Si è conclusa con una sentenza di non luogo a procedere perché il fatto non sussiste la vicenda giudiziaria che vedeva imputata una donna di Sanremo accusata di non aver custodito adeguatamente i propri cani, ritenuti responsabili della morte di un cane di piccola taglia appartenente a una vicina.
Secondo l’ipotesi formulata dalla Procura, la donna avrebbe omesso di adottare adeguate misure di custodia per cinque cani di grossa taglia di sua proprietà. Gli animali, stando all’accusa, avrebbero superato la recinzione dell’abitazione raggiungendo il giardino confinante e provocando la morte di un cane volpino a seguito delle lesioni riportate durante l’aggressione.

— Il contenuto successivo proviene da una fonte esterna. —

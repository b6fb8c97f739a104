//! Shared helpers used by both conversion directions.

pub mod text;

pub use text::{decode_entities, escape_html, slugify};
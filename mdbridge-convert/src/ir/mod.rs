//! Intermediate Representation (IR) for Markdown documents.
//!
//! The scanner produces a flat sequence of [`nodes::Block`] values, one per structural unit
//! of the input. Blocks are created in a single left-to-right pass, never mutated afterwards,
//! and consumed once by the HTML serializer.

pub mod nodes;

Nel corso dell’udienza, tuttavia, la posizione dell’imputata è stata ridiscussa anche alla luce del risarcimento ottenuto dalla parte civile tramite la compagnia assicurativa e della remissione presentata dalla persona offesa. La difesa, rappresentata dall’avvocato Sandro Lombardi, ha contestato la configurabilità del reato contestato.
Al termine del procedimento il giudice ha pronunciato sentenza di non luogo a procedere perché il fatto non sussiste, chiudendo così la vicenda giudiziaria con l’assoluzione dell’imputata.